ACTIVITY: Every entry is to be returned verbatim.

DATASET RECORDS:
___

//! Worksheet document model.
//!
//! This module provides the minimal document layer the engine executes
//! against:
//!
//! - [`Worksheet`] - An ordered list of elements with an edit revision
//! - [`Element`] - A single worksheet region (calculation, output, ...)
//! - [`DocumentRegistry`] - Process-wide registry handing out weak handles
//!
//! The engine never owns a worksheet; it holds [`DocHandle`]s and treats a
//! failed upgrade as the stale-document discard case.

mod registry;
mod worksheet;

pub use registry::{DocHandle, DocumentRegistry};
pub use worksheet::{Calculation, DocumentId, Element, ElementId, ElementKind, Worksheet};
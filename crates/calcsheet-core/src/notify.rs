//! Observer notifications.
//!
//! The engine publishes [`Notification`]s to any number of registered
//! observers through an explicit [`ObserverBus`]: subscribe, unsubscribe,
//! publish. Observers are plain callbacks, decoupling the engine from any
//! particular UI toolkit.

use std::path::PathBuf;

use crate::diag::Diagnostic;
use crate::document::{DocumentId, ElementId};
use crate::symbols::CalculatedValue;

/// Everything the engine tells the outside world.
#[derive(Clone, Debug)]
pub enum Notification {
    /// Whether the engine can accept a new run request.
    Ready(bool),
    /// Whether a build or run is in progress.
    Active(bool),
    /// The model started executing.
    Running { root: DocumentId, debug: bool },
    /// The model ran to completion.
    Stopped { root: DocumentId },
    /// The model was aborted.
    Aborted { root: DocumentId },
    /// Halted after an explicit pause request.
    PausedOnUserRequest {
        root: DocumentId,
        element: Option<ElementId>,
        changed: Vec<CalculatedValue>,
    },
    /// Halted at an instruction breakpoint or run-to target.
    PausedAtBreakpoint {
        root: DocumentId,
        element: Option<ElementId>,
        changed: Vec<CalculatedValue>,
    },
    /// Halted because a watched identifier was written.
    PausedOnVariableUpdate {
        root: DocumentId,
        element: Option<ElementId>,
        identifier: CalculatedValue,
        changed: Vec<CalculatedValue>,
    },
    /// Execution resumed after a pause.
    Resumed { root: DocumentId },
    /// One-time notification that a forced shutdown completed.
    NowShutdown,
    /// The model wrote a value to a named output device.
    OutputToDevice { device: String, value: f64 },
    /// The build target directory is not writable; the request was dropped.
    DirectoryReadOnly { path: PathBuf },
    /// Diagnostics from translation or from a runtime abort.
    DiagnosticsReported {
        root: DocumentId,
        diagnostics: Vec<Diagnostic>,
    },
}

impl Notification {
    /// Short name for logging.
    pub fn type_name(&self) -> &'static str {
        match self {
            Notification::Ready(_) => "Ready",
            Notification::Active(_) => "Active",
            Notification::Running { .. } => "Running",
            Notification::Stopped { .. } => "Stopped",
            Notification::Aborted { .. } => "Aborted",
            Notification::PausedOnUserRequest { .. } => "PausedOnUserRequest",
            Notification::PausedAtBreakpoint { .. } => "PausedAtBreakpoint",
            Notification::PausedOnVariableUpdate { .. } => "PausedOnVariableUpdate",
            Notification::Resumed { .. } => "Resumed",
            Notification::NowShutdown => "NowShutdown",
            Notification::OutputToDevice { .. } => "OutputToDevice",
            Notification::DirectoryReadOnly { .. } => "DirectoryReadOnly",
            Notification::DiagnosticsReported { .. } => "DiagnosticsReported",
        }
    }
}

/// Subscription token returned by [`ObserverBus::subscribe`].
#[derive(Clone, Copy, Debug, PartialEq, Eq)]
pub struct ObserverId(u64);

type Observer = Box<dyn Fn(&Notification) + Send>;

/// Fan-out of notifications to zero or more observers.
#[derive(Default)]
pub struct ObserverBus {
    observers: Vec<(ObserverId, Observer)>,
    next_id: u64,
}

impl ObserverBus {
    pub fn new() -> Self {
        Self::default()
    }

    /// Register an observer; returns a token for unsubscribing.
    pub fn subscribe<F>(&mut self, observer: F) -> ObserverId
    where
        F: Fn(&Notification) + Send + 'static,
    {
        self.next_id += 1;
        let id = ObserverId(self.next_id);
        self.observers.push((id, Box::new(observer)));
        id
    }

    /// Remove an observer. Unknown tokens are ignored.
    pub fn unsubscribe(&mut self, id: ObserverId) {
        self.observers.retain(|(oid, _)| *oid != id);
    }

    /// Deliver a notification to every observer in subscription order.
    pub fn publish(&self, notification: &Notification) {
        log::debug!("notify: {}", notification.type_name());
        for (_, observer) in &self.observers {
            observer(notification);
        }
    }

    /// Number of registered observers.
    pub fn len(&self) -> usize {
        self.observers.len()
    }

    pub fn is_empty(&self) -> bool {
        self.observers.is_empty()
    }
}

impl std::fmt::Debug for ObserverBus {
    fn fmt(&self, f: &mut std::fmt::Formatter<'_>) -> std::fmt::Result {
        f.debug_struct("ObserverBus")
            .field("observers", &self.observers.len())
            .finish()
    }
}

#[cfg(test)]
mod tests {
    use super::*;
    use std::sync::{Arc, Mutex};

    #[test]
    fn test_publish_reaches_all_observers() {
        let mut bus = ObserverBus::new();
        let seen = Arc::new(Mutex::new(Vec::new()));

        for tag in ["a", "b"] {
            let seen = seen.clone();
            bus.subscribe(move |n| {
                seen.lock().unwrap().push(format!("{}:{}", tag, n.type_name()));
            });
        }

        bus.publish(&Notification::NowShutdown);
        let seen = seen.lock().unwrap();
        assert_eq!(*seen, vec!["a:NowShutdown", "b:NowShutdown"]);
    }

    #[test]
    fn test_unsubscribe_stops_delivery() {
        let mut bus = ObserverBus::new();
        let count = Arc::new(Mutex::new(0usize));

        let id = {
            let count = count.clone();
            bus.subscribe(move |_| *count.lock().unwrap() += 1)
        };

        bus.publish(&Notification::Ready(true));
        bus.unsubscribe(id);
        bus.publish(&Notification::Ready(false));

        assert_eq!(*count.lock().unwrap(), 1);
        assert!(bus.is_empty());
    }
}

___

OUTPUT OF THE TASK:
//! Worksheet document model.
//!
//! This module provides the minimal document layer the engine executes
//! against:
//!
//! - [`Worksheet`] - An ordered list of elements with an edit revision
//! - [`Element`] - A single worksheet region (calculation, output, ...)
//! - [`DocumentRegistry`] - Process-wide registry handing out weak handles
//!
//! The engine never owns a worksheet; it holds [`DocHandle`]s and treats a
//! failed upgrade as the stale-document discard case.

mod registry;
mod worksheet;

pub use registry::{DocHandle, DocumentRegistry};
pub use worksheet::{Calculation, DocumentId, Element, ElementId, ElementKind, Worksheet};
filename crates/calcsheet-core/src/notify.rs
//! Observer notifications.
//!
//! The engine publishes [`Notification`]s to any number of registered
//! observers through an explicit [`ObserverBus`]: subscribe, unsubscribe,
//! publish. Observers are plain callbacks, decoupling the engine from any
//! particular UI toolkit.

use std::path::PathBuf;

use crate::diag::Diagnostic;
use crate::document::{DocumentId, ElementId};
use crate::symbols::CalculatedValue;

/// Everything the engine tells the outside world.
#[derive(Clone, Debug)]
pub enum Notification {
    /// Whether the engine can accept a new run request.
    Ready(bool),
    /// Whether a build or run is in progress.
    Active(bool),
    /// The model started executing.
    Running { root: DocumentId, debug: bool },
    /// The model ran to completion.
    Stopped { root: DocumentId },
    /// The model was aborted.
    Aborted { root: DocumentId },
    /// Halted after an explicit pause request.
    PausedOnUserRequest {
        root: DocumentId,
        element: Option<ElementId>,
        changed: Vec<CalculatedValue>,
    },
    /// Halted at an instruction breakpoint or run-to target.
    PausedAtBreakpoint {
        root: DocumentId,
        element: Option<ElementId>,
        changed: Vec<CalculatedValue>,
    },
    /// Halted because a watched identifier was written.
    PausedOnVariableUpdate {
        root: DocumentId,
        element: Option<ElementId>,
        identifier: CalculatedValue,
        changed: Vec<CalculatedValue>,
    },
    /// Execution resumed after a pause.
    Resumed { root: DocumentId },
    /// One-time notification that a forced shutdown completed.
    NowShutdown,
    /// The model wrote a value to a named output device.
    OutputToDevice { device: String, value: f64 },
    /// The build target directory is not writable; the request was dropped.
    DirectoryReadOnly { path: PathBuf },
    /// Diagnostics from translation or from a runtime abort.
    DiagnosticsReported {
        root: DocumentId,
        diagnostics: Vec<Diagnostic>,
    },
}

impl Notification {
    /// Short name for logging.
    pub fn type_name(&self) -> &'static str {
        match self {
            Notification::Ready(_) => "Ready",
            Notification::Active(_) => "Active",
            Notification::Running { .. } => "Running",
            Notification::Stopped { .. } => "Stopped",
            Notification::Aborted { .. } => "Aborted",
            Notification::PausedOnUserRequest { .. } => "PausedOnUserRequest",
            Notification::PausedAtBreakpoint { .. } => "PausedAtBreakpoint",
            Notification::PausedOnVariableUpdate { .. } => "PausedOnVariableUpdate",
            Notification::Resumed { .. } => "Resumed",
            Notification::NowShutdown => "NowShutdown",
            Notification::OutputToDevice { .. } => "OutputToDevice",
            Notification::DirectoryReadOnly { .. } => "DirectoryReadOnly",
            Notification::DiagnosticsReported { .. } => "DiagnosticsReported",
        }
    }
}

/// Subscription token returned by [`ObserverBus::subscribe`].
#[derive(Clone, Copy, Debug, PartialEq, Eq)]
pub struct ObserverId(u64);

type Observer = Box<dyn Fn(&Notification) + Send>;

/// Fan-out of notifications to zero or more observers.
#[derive(Default)]
pub struct ObserverBus {
    observers: Vec<(ObserverId, Observer)>,
    next_id: u64,
}

impl ObserverBus {
    pub fn new() -> Self {
        Self::default()
    }

    /// Register an observer; returns a token for unsubscribing.
    pub fn subscribe<F>(&mut self, observer: F) -> ObserverId
    where
        F: Fn(&Notification) + Send + 'static,
    {
        self.next_id += 1;
        let id = ObserverId(self.next_id);
        self.observers.push((id, Box::new(observer)));
        id
    }

    /// Remove an observer. Unknown tokens are ignored.
    pub fn unsubscribe(&mut self, id: ObserverId) {
        self.observers.retain(|(oid, _)| *oid != id);
    }

    /// Deliver a notification to every observer in subscription order.
    pub fn publish(&self, notification: &Notification) {
        log::debug!("notify: {}", notification.type_name());
        for (_, observer) in &self.observers {
            observer(notification);
        }
    }

    /// Number of registered observers.
    pub fn len(&self) -> usize {
        self.observers.len()
    }

    pub fn is_empty(&self) -> bool {
        self.observers.is_empty()
    }
}

impl std::fmt::Debug for ObserverBus {
    fn fmt(&self, f: &mut std::fmt::Formatter<'_>) -> std::fmt::Result {
        f.debug_struct("ObserverBus")
            .field("observers", &self.observers.len())
            .finish()
    }
}

#[cfg(test)]
mod tests {
    use super::*;
    use std::sync::{Arc, Mutex};

    #[test]
    fn test_publish_reaches_all_observers() {
        let mut bus = ObserverBus::new();
        let seen = Arc::new(Mutex::new(Vec::new()));

        for tag in ["a", "b"] {
            let seen = seen.clone();
            bus.subscribe(move |n| {
                seen.lock().unwrap().push(format!("{}:{}", tag, n.type_name()));
            });
        }

        bus.publish(&Notification::NowShutdown);
        let seen = seen.lock().unwrap();
        assert_eq!(*seen, vec!["a:NowShutdown", "b:NowShutdown"]);
    }

    #[test]
    fn test_unsubscribe_stops_delivery() {
        let mut bus = ObserverBus::new();
        let count = Arc::new(Mutex::new(0usize));

        let id = {
            let count = count.clone();
            bus.subscribe(move |_| *count.lock().unwrap() += 1)
        };

        bus.publish(&Notification::Ready(true));
        bus.unsubscribe(id);
        bus.publish(&Notification::Ready(false));

        assert_eq!(*count.lock().unwrap(), 1);
        assert!(bus.is_empty());
    }
}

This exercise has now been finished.